(Stored data entries)

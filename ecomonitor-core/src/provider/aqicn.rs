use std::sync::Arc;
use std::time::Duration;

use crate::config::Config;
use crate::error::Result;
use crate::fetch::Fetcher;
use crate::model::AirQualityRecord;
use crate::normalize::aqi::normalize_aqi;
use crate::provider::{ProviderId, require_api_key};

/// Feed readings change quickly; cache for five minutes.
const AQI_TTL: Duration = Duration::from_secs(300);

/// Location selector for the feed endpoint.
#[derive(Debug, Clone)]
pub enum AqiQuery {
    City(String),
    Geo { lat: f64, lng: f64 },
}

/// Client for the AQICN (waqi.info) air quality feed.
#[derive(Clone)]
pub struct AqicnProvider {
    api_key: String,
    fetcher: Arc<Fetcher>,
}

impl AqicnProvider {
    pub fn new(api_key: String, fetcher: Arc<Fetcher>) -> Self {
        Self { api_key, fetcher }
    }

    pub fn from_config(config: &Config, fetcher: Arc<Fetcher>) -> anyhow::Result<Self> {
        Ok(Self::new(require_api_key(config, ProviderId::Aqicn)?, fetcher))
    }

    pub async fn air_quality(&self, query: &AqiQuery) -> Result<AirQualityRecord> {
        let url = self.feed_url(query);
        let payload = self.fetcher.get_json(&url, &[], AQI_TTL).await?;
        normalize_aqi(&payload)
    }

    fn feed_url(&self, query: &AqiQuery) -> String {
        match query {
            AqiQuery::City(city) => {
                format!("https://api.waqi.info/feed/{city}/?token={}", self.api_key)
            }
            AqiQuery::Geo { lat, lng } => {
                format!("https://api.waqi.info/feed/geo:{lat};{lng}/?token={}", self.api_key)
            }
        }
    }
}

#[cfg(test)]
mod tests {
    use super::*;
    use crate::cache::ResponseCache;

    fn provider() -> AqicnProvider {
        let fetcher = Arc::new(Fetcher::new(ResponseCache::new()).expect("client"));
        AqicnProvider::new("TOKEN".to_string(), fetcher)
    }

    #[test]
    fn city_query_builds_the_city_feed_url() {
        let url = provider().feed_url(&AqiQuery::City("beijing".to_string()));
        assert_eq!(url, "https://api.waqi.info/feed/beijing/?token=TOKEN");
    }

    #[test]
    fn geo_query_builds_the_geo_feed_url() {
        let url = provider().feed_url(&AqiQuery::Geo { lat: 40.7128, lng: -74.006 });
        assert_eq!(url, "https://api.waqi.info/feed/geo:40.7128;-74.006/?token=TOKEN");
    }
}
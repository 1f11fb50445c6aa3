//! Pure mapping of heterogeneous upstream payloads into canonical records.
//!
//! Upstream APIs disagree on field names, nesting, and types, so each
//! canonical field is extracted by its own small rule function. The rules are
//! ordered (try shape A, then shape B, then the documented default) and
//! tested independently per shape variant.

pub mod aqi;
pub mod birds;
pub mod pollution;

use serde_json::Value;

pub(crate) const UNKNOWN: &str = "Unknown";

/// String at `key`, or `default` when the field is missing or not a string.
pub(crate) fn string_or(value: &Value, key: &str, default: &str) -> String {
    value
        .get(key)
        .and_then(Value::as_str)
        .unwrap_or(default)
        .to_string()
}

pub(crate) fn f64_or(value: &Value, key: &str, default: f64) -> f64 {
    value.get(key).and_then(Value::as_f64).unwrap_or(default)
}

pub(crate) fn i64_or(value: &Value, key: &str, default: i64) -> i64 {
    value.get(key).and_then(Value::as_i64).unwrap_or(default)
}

> _Task details_
Write the entries above out again, unchanged and complete.

> _Answer_
filename ecomonitor-core/src/provider/aqicn.rs
use std::sync::Arc;
use std::time::Duration;

use crate::config::Config;
use crate::error::Result;
use crate::fetch::Fetcher;
use crate::model::AirQualityRecord;
use crate::normalize::aqi::normalize_aqi;
use crate::provider::{ProviderId, require_api_key};

/// Feed readings change quickly; cache for five minutes.
const AQI_TTL: Duration = Duration::from_secs(300);

/// Location selector for the feed endpoint.
#[derive(Debug, Clone)]
pub enum AqiQuery {
    City(String),
    Geo { lat: f64, lng: f64 },
}

/// Client for the AQICN (waqi.info) air quality feed.
#[derive(Clone)]
pub struct AqicnProvider {
    api_key: String,
    fetcher: Arc<Fetcher>,
}

impl AqicnProvider {
    pub fn new(api_key: String, fetcher: Arc<Fetcher>) -> Self {
        Self { api_key, fetcher }
    }

    pub fn from_config(config: &Config, fetcher: Arc<Fetcher>) -> anyhow::Result<Self> {
        Ok(Self::new(require_api_key(config, ProviderId::Aqicn)?, fetcher))
    }

    pub async fn air_quality(&self, query: &AqiQuery) -> Result<AirQualityRecord> {
        let url = self.feed_url(query);
        let payload = self.fetcher.get_json(&url, &[], AQI_TTL).await?;
        normalize_aqi(&payload)
    }

    fn feed_url(&self, query: &AqiQuery) -> String {
        match query {
            AqiQuery::City(city) => {
                format!("https://api.waqi.info/feed/{city}/?token={}", self.api_key)
            }
            AqiQuery::Geo { lat, lng } => {
                format!("https://api.waqi.info/feed/geo:{lat};{lng}/?token={}", self.api_key)
            }
        }
    }
}

#[cfg(test)]
mod tests {
    use super::*;
    use crate::cache::ResponseCache;

    fn provider() -> AqicnProvider {
        let fetcher = Arc::new(Fetcher::new(ResponseCache::new()).expect("client"));
        AqicnProvider::new("TOKEN".to_string(), fetcher)
    }

    #[test]
    fn city_query_builds_the_city_feed_url() {
        let url = provider().feed_url(&AqiQuery::City("beijing".to_string()));
        assert_eq!(url, "https://api.waqi.info/feed/beijing/?token=TOKEN");
    }

    #[test]
    fn geo_query_builds_the_geo_feed_url() {
        let url = provider().feed_url(&AqiQuery::Geo { lat: 40.7128, lng: -74.006 });
        assert_eq!(url, "https://api.waqi.info/feed/geo:40.7128;-74.006/?token=TOKEN");
    }
}
repository 1f11fb50445c6aa3
//! Pure mapping of heterogeneous upstream payloads into canonical records.
//!
//! Upstream APIs disagree on field names, nesting, and types, so each
//! canonical field is extracted by its own small rule function. The rules are
//! ordered (try shape A, then shape B, then the documented default) and
//! tested independently per shape variant.

pub mod aqi;
pub mod birds;
pub mod pollution;

use serde_json::Value;

pub(crate) const UNKNOWN: &str = "Unknown";

/// String at `key`, or `default` when the field is missing or not a string.
pub(crate) fn string_or(value: &Value, key: &str, default: &str) -> String {
    value
        .get(key)
        .and_then(Value::as_str)
        .unwrap_or(default)
        .to_string()
}

pub(crate) fn f64_or(value: &Value, key: &str, default: f64) -> f64 {
    value.get(key).and_then(Value::as_f64).unwrap_or(default)
}

pub(crate) fn i64_or(value: &Value, key: &str, default: i64) -> i64 {
    value.get(key).and_then(Value::as_i64).unwrap_or(default)
}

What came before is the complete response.